In that fourth inning, Chris Widger swung at a high fastball he “had no business hitting” and watched it exit the playing field for a three-run homer. That’s the kind of “who-cares?” swing Konerko described. It goes against everything they’ve been taught, but the Sox need to stop caring so much.

It’s time to start relaxing and rebuilding. It’s time for the Sox to rebuild whatever was lost during that losing streak, whether it was confidence, sleep, muscle mass, innocence or whatever.

Sunday didn’t make everything all right, but perhaps it made the sky-is-falling moaners crawl out from under their desks for a moment. Jose Contreras shut down the Yankees over eight innings. All nine Sox hitters came to the plate in the fourth. Hope peeked through the man-made clouds.

Is it real? It says here it’s just as real as that seven-game losing streak.
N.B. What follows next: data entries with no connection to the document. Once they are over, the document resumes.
#[cfg(test)]
mod tests {
    use super::*;
    use crate::opcodes::{ControllerAndBaseband, InformationParameters, LEController};
    use crate::transport::test_support::RecordingTransport;

    fn quiet_watchdog() -> WatchdogConfig {
        WatchdogConfig {
            check_interval: Duration::from_secs(60),
            deadline: Duration::from_secs(60),
            max_strikes: 2,
        }
    }

    fn complete_event(opcode: u16, credits: u8, return_parameter: &[u8]) -> CommandCompleteData {
        CommandCompleteData {
            number_of_hci_command_packets: credits,
            command_opcode: Some(opcode),
            return_parameter: return_parameter.to_vec(),
        }
    }

    async fn wait_until(mut condition: impl FnMut() -> bool) {
        for _ in 0..400 {
            if condition() {
                return;
            }

            tokio::time::sleep(Duration::from_millis(5)).await;
        }

        panic!("condition not reached within two seconds");
    }

    fn sent_opcode(frame: &[u8]) -> u16 {
        assert_eq!(1, frame[0], "not a command packet");

        <u16>::from_le_bytes([frame[1], frame[2]])
    }

    #[tokio::test]
    async fn responses_match_the_callers_opcode() {
        let transport = RecordingTransport::new();

        let manager = CommandManager::new(transport.clone(), 1, 4, quiet_watchdog());

        let reset = HciCommand::ControllerAndBaseband(ControllerAndBaseband::Reset);
        let read_buffer = HciCommand::InformationParameters(InformationParameters::ReadBufferSize);

        let first = tokio::spawn({
            let manager = manager.clone();

            async move { manager.run_sync(0, reset, &[]).await }
        });

        wait_until(|| transport.sent_count() == 1).await;
        assert_eq!(reset.into_opcode(), sent_opcode(&transport.sent()[0]));

        let second = tokio::spawn({
            let manager = manager.clone();

            async move { manager.run_sync(0, read_buffer, &[]).await }
        });

        // only one command credit exists until the controller advertises more
        tokio::time::sleep(Duration::from_millis(50)).await;
        assert_eq!(1, transport.sent_count());

        manager.handle_command_complete(&complete_event(reset.into_opcode(), 1, &[0, 0xAA]));

        wait_until(|| transport.sent_count() == 2).await;
        assert_eq!(read_buffer.into_opcode(), sent_opcode(&transport.sent()[1]));

        manager.handle_command_complete(&complete_event(read_buffer.into_opcode(), 1, &[0, 0xBB]));

        // each caller gets the response matching its own opcode, never the other caller's
        assert_eq!(Ok(vec![0, 0xAA]), first.await.unwrap());
        assert_eq!(Ok(vec![0, 0xBB]), second.await.unwrap());
    }

    #[tokio::test]
    async fn same_opcode_commands_serialize() {
        let transport = RecordingTransport::new();

        let manager = CommandManager::new(transport.clone(), 1, 4, quiet_watchdog());

        // plenty of credit, only the opcode uniqueness rule can hold a command back
        manager.handle_command_complete(&CommandCompleteData {
            number_of_hci_command_packets: 5,
            command_opcode: None,
            return_parameter: Vec::new(),
        });

        let reset = HciCommand::ControllerAndBaseband(ControllerAndBaseband::Reset);

        let first = tokio::spawn({
            let manager = manager.clone();

            async move { manager.run_sync(0, reset, &[]).await }
        });

        let second = tokio::spawn({
            let manager = manager.clone();

            async move { manager.run_sync(0, reset, &[]).await }
        });

        wait_until(|| transport.sent_count() == 1).await;

        tokio::time::sleep(Duration::from_millis(50)).await;

        assert_eq!(1, transport.sent_count(), "duplicate opcode transmitted while active");

        manager.handle_command_complete(&complete_event(reset.into_opcode(), 5, &[0]));

        wait_until(|| transport.sent_count() == 2).await;

        manager.handle_command_complete(&complete_event(reset.into_opcode(), 5, &[0]));

        assert!(first.await.unwrap().is_ok());
        assert!(second.await.unwrap().is_ok());
    }

    #[tokio::test]
    async fn async_commands_wait_for_credit() {
        let transport = RecordingTransport::new();

        let manager = CommandManager::new(transport.clone(), 1, 4, quiet_watchdog());

        let (first_tx, first_rx) = oneshot::channel();
        let (second_tx, second_rx) = oneshot::channel();

        let reset = HciCommand::ControllerAndBaseband(ControllerAndBaseband::Reset);
        let le_buffer = HciCommand::LEController(LEController::ReadBufferSize);

        manager
            .run_async(0, reset, &[], move |result| {
                first_tx.send(result).unwrap();
            })
            .await
            .unwrap();

        manager
            .run_async(0, le_buffer, &[], move |result| {
                second_tx.send(result).unwrap();
            })
            .await
            .unwrap();

        // the single credit lets the first command out immediately
        wait_until(|| transport.sent_count() == 1).await;
        assert_eq!(reset.into_opcode(), sent_opcode(&transport.sent()[0]));

        tokio::time::sleep(Duration::from_millis(50)).await;
        assert_eq!(1, transport.sent_count());
        assert_eq!(0, manager.credits());

        manager.handle_command_complete(&complete_event(reset.into_opcode(), 1, &[0]));

        assert_eq!(Ok(vec![0]), first_rx.await.unwrap());

        wait_until(|| transport.sent_count() == 2).await;
        assert_eq!(le_buffer.into_opcode(), sent_opcode(&transport.sent()[1]));

        manager.handle_command_complete(&complete_event(le_buffer.into_opcode(), 1, &[0, 0x1B, 0x0, 0x5]));

        assert_eq!(Ok(vec![0, 0x1B, 0x0, 0x5]), second_rx.await.unwrap());
    }

    #[tokio::test]
    async fn command_status_error_is_surfaced() {
        let transport = RecordingTransport::new();

        let manager = CommandManager::new(transport.clone(), 1, 2, quiet_watchdog());

        let reset = HciCommand::ControllerAndBaseband(ControllerAndBaseband::Reset);

        let pending = tokio::spawn({
            let manager = manager.clone();

            async move { manager.run_sync(0, reset, &[]).await }
        });

        wait_until(|| transport.sent_count() == 1).await;

        manager.handle_command_status(&CommandStatusData {
            status: 0x0C,
            number_of_hci_command_packets: 1,
            command_opcode: Some(reset.into_opcode()),
        });

        assert_eq!(Err(Error::Controller(0x0C)), pending.await.unwrap());
    }

    #[tokio::test]
    async fn watchdog_declares_a_stuck_command_fatal() {
        let transport = RecordingTransport::new();

        let watchdog = WatchdogConfig {
            check_interval: Duration::from_millis(20),
            deadline: Duration::from_millis(30),
            max_strikes: 2,
        };

        let manager = CommandManager::new(transport.clone(), 1, 2, watchdog);

        let reset = HciCommand::ControllerAndBaseband(ControllerAndBaseband::Reset);

        let result = manager.run_sync(0, reset, &[]).await;

        assert_eq!(Err(Error::Timeout), result);

        assert!(manager.is_closed());

        assert_eq!(Err(Error::Closed), manager.run_sync(0, reset, &[]).await);
    }

    #[tokio::test]
    async fn close_unblocks_pending_callers() {
        let transport = RecordingTransport::new();

        let manager = CommandManager::new(transport.clone(), 1, 2, quiet_watchdog());

        let reset = HciCommand::ControllerAndBaseband(ControllerAndBaseband::Reset);

        let pending = tokio::spawn({
            let manager = manager.clone();

            async move { manager.run_sync(0, reset, &[]).await }
        });

        wait_until(|| transport.sent_count() == 1).await;

        manager.close();
        manager.close();

        assert_eq!(Err(Error::Closed), pending.await.unwrap());
    }
}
You don’t play 113 games at 35 games over .500 and then suddenly lose everything in a span of seven straight losses. Life doesn’t work that way, unless you’re Rick Ankiel or you possess the unfortunate combination of a gambling problem and rotten luck.

The losing streak was a dark reminder for the Sox that nothing will come easily. You didn’t think they needed to relearn that basic idea, but they did. You would have preferred the lesson had come in June. It came in August. Everybody needs to deal with that.
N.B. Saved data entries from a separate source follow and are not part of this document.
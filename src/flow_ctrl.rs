//! Host to controller data flow control
//!
//! The controller exposes up to three physical receive buffers for data packets: the BR/EDR ACL
//! buffer, the SCO buffer, and the LE ACL buffer. Each buffer accepts a fixed number of packets
//! of a fixed maximum size, and the only way the host learns that space was freed is the
//! *Number of Completed Packets* event. A [`TxSlotManager`] tracks one of these buffers as a pool
//! of credits: transmitting a fragment consumes a credit, the completed packets event returns
//! them.
//!
//! One worker task per slot manager selects among the connections assigned to its buffer class.
//! Selection is fairness based, not submission order based: among connections with queued
//! fragments the worker picks the one with the fewest unacknowledged packets, so one busy
//! connection cannot starve the others. Within a single connection fragments always transmit in
//! order, and fragments of two frames from the same connection are never interleaved because
//! frames are cut into fragments before they enter the queue.

use crate::connection::{ConnectionInner, TakenFragment};
use crate::transport::Transport;
use crate::{AclBroadcastFlag, AclPacketBoundary, ConnectionHandle, HciAclData};
use std::sync::atomic::{AtomicBool, Ordering};
use std::sync::{Arc, Mutex};
use tokio::sync::{watch, Notify};

/// Identification of a physical controller data buffer
#[derive(Debug, Clone, Copy, PartialEq, Eq)]
pub enum BufferClass {
    /// The BR/EDR ACL data buffer
    Acl,
    /// The synchronous (SCO) data buffer
    ///
    /// Only credit bookkeeping is supported for this class, synchronous channels carry no
    /// reassembled upper layer frames.
    Sco,
    /// The LE ACL data buffer
    LeAcl,
}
Manager Ozzie Guillen scorched his team publicly after Saturday’s loss, unlucky No. 7. It looked and sounded like a strategic message, and apparently it worked. After Sunday’s victory, Guillen said he had “a lot of confidence about this road trip,” which starts Tuesday night at Minnesota. It looked and sounded like good cop Ozzie telling his team to lighten up and have some fun.

It’s easy for him to make that subliminal suggestion when he has Freddy Garcia, Mark Buehrle and Jon Garland lined up to face the Twins. Guillen still maintains that the Sox can win with the bats they have now, but he knows they’ll need industrial-strength pitching down the stretch. This team has been about pitching and defense all year.

“There’s always going to be doubt,” Konerko said. “The question is, how much?”